EXERCISE —
Among the entries, find the lines with the string "SaltString" and report them.

RECORDS TO PROCESS —
---
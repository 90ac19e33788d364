use sqlx::{postgres::PgPoolOptions, PgPool};
use std::time::Duration;
use thiserror::Error;
use tracing::info;

use crate::config::DatabaseConfig;
use crate::database::store::Collection;

/// Errors from the document store layer
#[derive(Debug, Error)]
pub enum DatabaseError {
    #[error("Missing configuration: {0}")]
    ConfigMissing(&'static str),

    #[error("Invalid database URL")]
    InvalidDatabaseUrl,

    #[error("Conflict: {0}")]
    Conflict(String),

    #[error("Document serialization failed: {0}")]
    Serialization(#[from] serde_json::Error),

    #[error(transparent)]
    Sqlx(#[from] sqlx::Error),
}

/// Owns the Postgres connection pool shared by every request
#[derive(Clone)]
pub struct DatabaseManager {
    pool: PgPool,
}

impl DatabaseManager {
    /// Open the pool described by `config`
    pub async fn connect(config: &DatabaseConfig) -> Result<Self, DatabaseError> {
        let connection_string = config
            .url
            .as_deref()
            .ok_or(DatabaseError::ConfigMissing("DATABASE_URL"))?;

        let redacted = Self::redact(connection_string)?;

        let pool = PgPoolOptions::new()
            .max_connections(config.max_connections)
            .acquire_timeout(Duration::from_secs(config.connection_timeout))
            .connect(connection_string)
            .await?;

        info!("Connected database pool: {}", redacted);
        Ok(Self { pool })
    }

    pub fn pool(&self) -> &PgPool {
        &self.pool
    }

    /// Create the collection tables if they are missing. Safe to run on every start.
    pub async fn migrate(&self) -> Result<(), DatabaseError> {
        for collection in Collection::ALL {
            let table = collection.table_name();
            let ddl = format!(
                "CREATE TABLE IF NOT EXISTS \"{table}\" (
                    id UUID PRIMARY KEY,
                    seq BIGSERIAL NOT NULL,
                    doc JSONB NOT NULL,
                    created_at TIMESTAMPTZ NOT NULL DEFAULT now(),
                    updated_at TIMESTAMPTZ NOT NULL DEFAULT now()
                )"
            );
            sqlx::query(&ddl).execute(&self.pool).await?;
            info!("Ensured collection table: {}", table);
        }

        sqlx::query(
            "CREATE UNIQUE INDEX IF NOT EXISTS users_username_key ON \"users\" ((doc ->> 'username'))",
        )
        .execute(&self.pool)
        .await?;

        Ok(())
    }

    pub async fn close(&self) {
        self.pool.close().await;
        info!("Closed database pool");
    }

    /// Connection string with the password removed, for logs
    fn redact(connection_string: &str) -> Result<String, DatabaseError> {
        let mut url =
            url::Url::parse(connection_string).map_err(|_| DatabaseError::InvalidDatabaseUrl)?;
        if url.password().is_some() {
            url.set_password(Some("***"))
                .map_err(|_| DatabaseError::InvalidDatabaseUrl)?;
        }
        Ok(url.into())
    }
}
use argon2::{
    password_hash::{rand_core::OsRng, PasswordHash, PasswordHasher, PasswordVerifier, SaltString},
    Argon2,
};

use super::AuthError;

/// Hash a password into an Argon2id PHC string with a random salt
pub fn hash_password(password: &str) -> Result<String, AuthError> {
    let salt = SaltString::generate(&mut OsRng);
    Argon2::default()
        .hash_password(password.as_bytes(), &salt)
        .map(|hash| hash.to_string())
        .map_err(|e| AuthError::PasswordHash(e.to_string()))
}

/// `Ok(false)` on a wrong password; `Err` only when the stored hash is unreadable
pub fn verify_password(password: &str, hash: &str) -> Result<bool, AuthError> {
    let parsed = PasswordHash::new(hash).map_err(|e| AuthError::PasswordHash(e.to_string()))?;
    match Argon2::default().verify_password(password.as_bytes(), &parsed) {
        Ok(()) => Ok(true),
        Err(argon2::password_hash::Error::Password) => Ok(false),
        Err(e) => Err(AuthError::PasswordHash(e.to_string())),
    }
}

#[cfg(test)]
mod tests {
    use super::*;

    #[test]
    fn hash_then_verify() {
        let hash = hash_password("correct horse").unwrap();
        assert!(hash.starts_with("$argon2id$"));
        assert!(verify_password("correct horse", &hash).unwrap());
        assert!(!verify_password("battery staple", &hash).unwrap());
    }

    #[test]
    fn same_password_gets_distinct_salts() {
        let a = hash_password("pw-123456").unwrap();
        let b = hash_password("pw-123456").unwrap();
        assert_ne!(a, b);
    }

    #[test]
    fn unreadable_hash_is_an_error() {
        assert!(matches!(
            verify_password("x", "plaintext"),
            Err(AuthError::PasswordHash(_))
        ));
    }
}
---
RESPONSE BOX —
    password_hash::{rand_core::OsRng, PasswordHash, PasswordHasher, PasswordVerifier, SaltString},
    let salt = SaltString::generate(&mut OsRng);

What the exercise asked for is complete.